_TASK PROMPT_: Every line containing "version" should be copied out. Go through the entries and find them.

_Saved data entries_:
====
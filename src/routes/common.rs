//! Common routes: health, readiness, version.

use crate::state::AppState;
use axum::{extract::State, routing::get, Json, Router};
use serde::Serialize;

#[derive(Serialize)]
struct HealthBody {
    status: &'static str,
}

#[derive(Serialize)]
struct ReadyBody {
    status: &'static str,
    #[serde(skip_serializing_if = "Option::is_none")]
    database: Option<&'static str>,
}

async fn health() -> Json<HealthBody> {
    Json(HealthBody { status: "ok" })
}

async fn ready(
    State(state): State<AppState>,
) -> Result<Json<ReadyBody>, (axum::http::StatusCode, Json<ReadyBody>)> {
    if sqlx::query("SELECT 1").fetch_optional(&state.pool).await.is_err() {
        return Err((
            axum::http::StatusCode::SERVICE_UNAVAILABLE,
            Json(ReadyBody {
                status: "degraded",
                database: Some("unavailable"),
            }),
        ));
    }
    Ok(Json(ReadyBody {
        status: "ok",
        database: Some("ok"),
    }))
}

async fn version() -> Json<serde_json::Value> {
    Json(serde_json::json!({
        "name": env!("CARGO_PKG_NAME"),
        "version": env!("CARGO_PKG_VERSION")
    }))
}

/// Common routes including readiness with DB check. Requires AppState.
pub fn common_routes(state: AppState) -> Router {
    Router::new()
        .route("/health", get(health))
        .route("/ready", get(ready))
        .route("/version", get(version))
        .with_state(state)
}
====
_SOLVED EXERCISE_:
//! Common routes: health, readiness, version.
async fn version() -> Json<serde_json::Value> {
        "version": env!("CARGO_PKG_VERSION")
        .route("/version", get(version))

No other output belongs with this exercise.